I placed 2nd out of 56 players. I think this was a good result, it was better than I was expecting. Yusuke Takanashi (surprise!) won the tournament with no losses at all. And I had a lot more discs than anyone else on 5 wins, but Takanashi had WAY more discs than I had, so his performance must have been quite dominating.
I really enjoyed meeting a lot of Japanese players again (Kyoko, Tiger Lady, Jo Nakano, Takashi Yamakawa, etc.), as well as plenty of the players visiting for WOC, like Ilya and Leonid Shifman, the Germans (including Matthias Berg’s Dad, who I hadn’t seen in 14 years!), Imre Leader, the Swedes, Brian and Yoko Rose, Takuji Kashiwabara, etc. I wonder if it’s the most non-Japanese players to ever play in a Japanese tournament?
I particularly enjoyed meeting Takeshi Murakami again. He has always been an inspirational figure to me, but now it’s just ridiculous. Who starts out amazing, gets a brain tumor and loses most of his voice (and all the other crap he had to put up with), and comes out even more amazing?!?!
I could say it’s not fair he got a brain tumor, but maybe what is really unfair is that hardly anyone has his spirit and character, and that is the real tragedy in this world.
-It was a whole entertainment value all in itself to play a tournament with 60+ people crammed in a tiny room. I am pretty sure in America the fire codes would not have allowed it! But I enjoyed the effect.
– My brain truly felt off during the tournament, which was part of why I was surprised to get the result I got. In one game at the end I spaced out on the order of discs I needed to flip, which was embarrassing even though it didn’t cost me the win. And in another game, after it was over I kept insisting that my opponent had gotten 28 discs rather than 27 discs. Finally I prevailed on him that he had gotten 28 discs, and filled out the form and turned it in. Then I checked LiveOthello and saw that my opponent had gotten 27 discs… and the position on the board matched, so apparently I also couldn’t count properly that day, either.
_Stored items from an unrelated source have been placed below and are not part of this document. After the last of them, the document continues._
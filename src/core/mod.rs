// Core algorithm exports
pub mod buckets;
pub mod cart;
pub mod matcher;
pub mod scoring;

pub use buckets::{clamp_age, snap_height, snap_weight, snap_to_step, normalize};
pub use cart::{Cart, CartItem, CartTotals, CartError, LineKey};
pub use matcher::{Matcher, MatchError};
pub use scoring::{calculate_distance_score, is_exact_match};
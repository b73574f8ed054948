use crate::core::{Cart, CartError};
use std::collections::HashMap;
use std::io::Write;
use std::path::{Path, PathBuf};
use std::sync::{Mutex, RwLock};
use tempfile::NamedTempFile;
use thiserror::Error;

/// Errors that can occur while loading or persisting carts
#[derive(Debug, Error)]
pub enum CartStoreError {
    #[error("Cart snapshot I/O error: {0}")]
    Io(#[from] std::io::Error),

    #[error("Cart snapshot serialization error: {0}")]
    Serialization(#[from] serde_json::Error),

    #[error("Cart change rejected: {0}")]
    Rejected(#[from] CartError),

    #[error("Cart store lock poisoned")]
    Poisoned,
}

/// A mutation applied to a single cart by [`CartStore::update`]
pub type CartChange<'a> = Box<dyn FnOnce(&mut Cart) -> Result<(), CartError> + Send + 'a>;

/// Injectable persistence for shopping carts
///
/// `load` of an unknown id yields an empty cart. `update` applies a change
/// atomically with respect to other updates of the same store; a rejected
/// change leaves the stored cart untouched. `flush` makes every cart durable.
pub trait CartStore: Send + Sync {
    fn load(&self, cart_id: &str) -> Result<Cart, CartStoreError>;
    fn update(&self, cart_id: &str, change: CartChange<'_>) -> Result<Cart, CartStoreError>;
    fn flush(&self) -> Result<(), CartStoreError>;
}

/// Process-local cart store; nothing survives a restart
#[derive(Debug, Default)]
pub struct MemoryCartStore {
    carts: RwLock<HashMap<String, Cart>>,
}

impl MemoryCartStore {
    pub fn new() -> Self {
        Self::default()
    }
}

impl CartStore for MemoryCartStore {
    fn load(&self, cart_id: &str) -> Result<Cart, CartStoreError> {
        let carts = self.carts.read().map_err(|_| CartStoreError::Poisoned)?;
        Ok(carts.get(cart_id).cloned().unwrap_or_default())
    }

    fn update(&self, cart_id: &str, change: CartChange<'_>) -> Result<Cart, CartStoreError> {
        // Write lock spans load, change and store
        let mut carts = self.carts.write().map_err(|_| CartStoreError::Poisoned)?;

        let mut cart = carts.get(cart_id).cloned().unwrap_or_default();
        change(&mut cart)?;

        if cart.is_empty() {
            carts.remove(cart_id);
        } else {
            carts.insert(cart_id.to_string(), cart.clone());
        }
        Ok(cart)
    }

    fn flush(&self) -> Result<(), CartStoreError> {
        Ok(())
    }
}

/// Cart store backed by a JSON snapshot file
///
/// The snapshot is read once by `open` and rewritten on every `flush`.
#[derive(Debug)]
pub struct FileCartStore {
    path: PathBuf,
    inner: MemoryCartStore,
    flush_lock: Mutex<()>,
}

impl FileCartStore {
    pub fn open<P: AsRef<Path>>(path: P) -> Result<Self, CartStoreError> {
        let path = path.as_ref().to_path_buf();

        let carts: HashMap<String, Cart> = if path.exists() {
            let raw = std::fs::read_to_string(&path)?;
            if raw.trim().is_empty() {
                HashMap::new()
            } else {
                serde_json::from_str(&raw)?
            }
        } else {
            HashMap::new()
        };

        tracing::info!("Loaded {} carts from {}", carts.len(), path.display());

        Ok(Self {
            path,
            inner: MemoryCartStore {
                carts: RwLock::new(carts),
            },
            flush_lock: Mutex::new(()),
        })
    }

    fn snapshot_dir(&self) -> &Path {
        match self.path.parent() {
            Some(parent) if !parent.as_os_str().is_empty() => parent,
            _ => Path::new("."),
        }
    }
}

impl CartStore for FileCartStore {
    fn load(&self, cart_id: &str) -> Result<Cart, CartStoreError> {
        self.inner.load(cart_id)
    }

    fn update(&self, cart_id: &str, change: CartChange<'_>) -> Result<Cart, CartStoreError> {
        self.inner.update(cart_id, change)
    }

    fn flush(&self) -> Result<(), CartStoreError> {
        // One flush at a time, so snapshots land in the order they were taken
        let _guard = self.flush_lock.lock().map_err(|_| CartStoreError::Poisoned)?;

        let json = {
            let carts = self.inner.carts.read().map_err(|_| CartStoreError::Poisoned)?;
            serde_json::to_vec_pretty(&*carts)?
        };

        let dir = self.snapshot_dir();
        std::fs::create_dir_all(dir)?;

        let mut tmp = NamedTempFile::new_in(dir)?;
        tmp.write_all(&json)?;
        tmp.as_file().sync_all()?;
        tmp.persist(&self.path).map_err(|e| e.error)?;

        tracing::debug!("Flushed cart snapshot to {}", self.path.display());
        Ok(())
    }
}
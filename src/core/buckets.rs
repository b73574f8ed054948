use crate::models::PhysiqueQuery;

/// Age range accepted by the matcher, in years
pub const AGE_RANGE: (u8, u8) = (6, 60);

/// Internal height range in centimetres; narrower than the UI range
pub const HEIGHT_RANGE: (u16, u16) = (150, 205);

/// Internal weight range in kilograms; narrower than the UI range
pub const WEIGHT_RANGE: (u16, u16) = (45, 115);

/// Bucket width for height and weight
pub const BUCKET_STEP: u16 = 5;

/// Clamp an age into the matcher range. Ages are never bucketed.
#[inline]
pub fn clamp_age(age: u8) -> u8 {
    age.clamp(AGE_RANGE.0, AGE_RANGE.1)
}

/// Round to the nearest multiple of `step`, ties away from zero
#[inline]
pub fn snap_to_step(value: u16, step: u16) -> u16 {
    if step == 0 {
        return value;
    }
    let buckets = (f64::from(value) / f64::from(step)).round();
    (buckets as u16).saturating_mul(step)
}

/// Clamp a height into the internal range and snap it to the bucket grid
///
/// Both range bounds sit on the grid, so the result never leaves the range.
#[inline]
pub fn snap_height(height_cm: u16) -> u16 {
    snap_to_step(height_cm.clamp(HEIGHT_RANGE.0, HEIGHT_RANGE.1), BUCKET_STEP)
}

/// Clamp a weight into the internal range and snap it to the bucket grid
#[inline]
pub fn snap_weight(weight_kg: u16) -> u16 {
    snap_to_step(weight_kg.clamp(WEIGHT_RANGE.0, WEIGHT_RANGE.1), BUCKET_STEP)
}

/// Apply every clamp and snap to a query
pub fn normalize(query: &PhysiqueQuery) -> PhysiqueQuery {
    PhysiqueQuery {
        age: clamp_age(query.age),
        height_cm: snap_height(query.height_cm),
        weight_kg: snap_weight(query.weight_kg),
    }
}
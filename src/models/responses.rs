use serde::{Deserialize, Serialize};

use crate::core::cart::{Cart, CartTotals};
use crate::models::domain::{Lead, LegacyMatch, ScoredCandidate};

/// Response for the find legacy endpoint
#[derive(Debug, Clone, Serialize, Deserialize)]
pub struct LegacyMatchResponse {
    #[serde(flatten)]
    pub result: LegacyMatch,
    #[serde(rename = "leadId")]
    pub lead_id: Option<uuid::Uuid>,
    pub cached: bool,
}

/// Response for the similar players endpoint
#[derive(Debug, Clone, Serialize, Deserialize)]
pub struct SimilarPlayersResponse {
    pub players: Vec<ScoredCandidate>,
    pub total_candidates: usize,
}

/// Response for the lead listing endpoint
#[derive(Debug, Clone, Serialize, Deserialize)]
pub struct LeadListResponse {
    pub leads: Vec<Lead>,
    pub count: usize,
}

/// Cart with its derived totals
#[derive(Debug, Clone, Serialize, Deserialize)]
pub struct CartResponse {
    #[serde(rename = "cartId")]
    pub cart_id: String,
    pub cart: Cart,
    pub totals: CartTotals,
}

impl CartResponse {
    pub fn new(cart_id: impl Into<String>, cart: Cart) -> Self {
        let totals = cart.totals();
        Self {
            cart_id: cart_id.into(),
            cart,
            totals,
        }
    }
}

/// Health check response
#[derive(Debug, Clone, Serialize, Deserialize)]
pub struct HealthResponse {
    pub status: String,
    pub version: String,
    pub candidates: usize,
    pub database: Option<bool>,
    pub timestamp: chrono::DateTime<chrono::Utc>,
}

/// Error response
#[derive(Debug, Clone, Serialize, Deserialize)]
pub struct ErrorResponse {
    pub error: String,
    pub message: String,
    pub status_code: u16,
}

impl ErrorResponse {
    pub fn new(error: impl Into<String>, message: impl Into<String>, status_code: u16) -> Self {
        Self {
            error: error.into(),
            message: message.into(),
            status_code,
        }
    }
}
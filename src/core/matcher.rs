use thiserror::Error;

use crate::core::scoring::{calculate_distance_score, is_exact_match};
use crate::models::{Candidate, DistanceWeights, LegacyMatch, MatchKind, PhysiqueQuery, ScoredCandidate};

/// Errors produced by the legacy matcher
#[derive(Debug, Clone, PartialEq, Eq, Error)]
pub enum MatchError {
    #[error("no candidates available to match against")]
    EmptyCandidateSet,
}

/// Nearest-neighbour physique matcher
///
/// # Pipeline Stages
/// 1. Clamp and bucket the query
/// 2. Exact physique lookup, first in iteration order wins
/// 3. Weighted distance fallback, ties go to the earliest candidate
#[derive(Debug, Clone)]
pub struct Matcher {
    weights: DistanceWeights,
}

impl Matcher {
    pub fn new(weights: DistanceWeights) -> Self {
        Self { weights }
    }

    pub fn with_default_weights() -> Self {
        Self {
            weights: DistanceWeights::default(),
        }
    }

    pub fn weights(&self) -> &DistanceWeights {
        &self.weights
    }

    /// Find the single candidate whose reference physique is closest to the query
    ///
    /// # Arguments
    /// * `query` - The visitor's raw (age, height, weight)
    /// * `candidates` - The loaded catalog, in document order
    ///
    /// # Returns
    /// The selected candidate with the raw and normalized query, or
    /// `MatchError::EmptyCandidateSet`
    pub fn find_legacy(
        &self,
        query: &PhysiqueQuery,
        candidates: &[Candidate],
    ) -> Result<LegacyMatch, MatchError> {
        if candidates.is_empty() {
            return Err(MatchError::EmptyCandidateSet);
        }

        let normalized = query.normalized();

        if let Some(exact) = candidates.iter().find(|c| is_exact_match(c, &normalized)) {
            tracing::debug!("Exact legacy match {} for {:?}", exact.id, normalized);
            return Ok(LegacyMatch {
                candidate: exact.clone(),
                query: *query,
                normalized_query: normalized,
                kind: MatchKind::Exact,
            });
        }

        // Strict less-than keeps the earliest candidate on equal scores
        let mut best: Option<(usize, f64)> = None;
        for (index, candidate) in candidates.iter().enumerate() {
            let score = calculate_distance_score(candidate, &normalized, &self.weights);
            match best {
                Some((_, best_score)) if score >= best_score => {}
                _ => best = Some((index, score)),
            }
        }

        let (index, score) = best.ok_or(MatchError::EmptyCandidateSet)?;
        let candidate = &candidates[index];

        tracing::debug!(
            "Nearest legacy match {} (score {:.2}) for {:?}",
            candidate.id,
            score,
            normalized
        );

        Ok(LegacyMatch {
            candidate: candidate.clone(),
            query: *query,
            normalized_query: normalized,
            kind: MatchKind::Nearest { score },
        })
    }

    /// Rank candidates by weighted distance to the query
    ///
    /// Ordering is by score, then by position in `candidates`. Exact
    /// matches score zero and therefore lead the list.
    pub fn rank(
        &self,
        query: &PhysiqueQuery,
        candidates: &[Candidate],
        limit: usize,
    ) -> Result<Vec<ScoredCandidate>, MatchError> {
        if candidates.is_empty() {
            return Err(MatchError::EmptyCandidateSet);
        }

        let normalized = query.normalized();

        let mut scored: Vec<(usize, f64)> = candidates
            .iter()
            .enumerate()
            .map(|(index, candidate)| {
                (index, calculate_distance_score(candidate, &normalized, &self.weights))
            })
            .collect();

        scored.sort_by(|a, b| {
            a.1.partial_cmp(&b.1)
                .unwrap_or(std::cmp::Ordering::Equal)
                .then_with(|| a.0.cmp(&b.0))
        });

        Ok(scored
            .into_iter()
            .take(limit)
            .map(|(index, score)| {
                let candidate = &candidates[index];
                ScoredCandidate {
                    is_exact: is_exact_match(candidate, &normalized),
                    candidate: candidate.clone(),
                    score,
                }
            })
            .collect())
    }
}

impl Default for Matcher {
    fn default() -> Self {
        Self::with_default_weights()
    }
}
-Even more surprising: my average error rate during the games was actually the lowest it has ever been in a tournament. It was probably just luck, since it was only 6 games it’s hard to say, but I’m hoping it was more than just luck. And my midgames were bad, but it seemed to force me to play really good moves after that (partly by narrowing my choices), so my endgames were good enough to make up for the bad midgames.
-In the game I lost, to Masaya Kasai (ruru), he literally played a perfect game, until the end of the game when he gave two discs to me, who was but a humble Othello beggar at that point. It’s kind of hard to beat perfect play, so… And I am quite sure that has literally never happened to me before in a tournament, so my hat’s off to him.
And after the game there was some nice analysis from Takashi Yamakawa, Takanashi, and Kasai. And Kasai did some moves which were the only winning moves, which none of the rest of us thought were right, so he was quite brilliant in that game.
Oh, I heard something funny Imre said when I was taking this photo, I simply must share it:
“When I was your age we didn’t have written language, and even worse we didn’t have Othello. Be grateful to your elders for what they created for you, young punk.” (That Fukuchi kid is amazing in Othello, and we all know how amazing Imre is in every aspect!)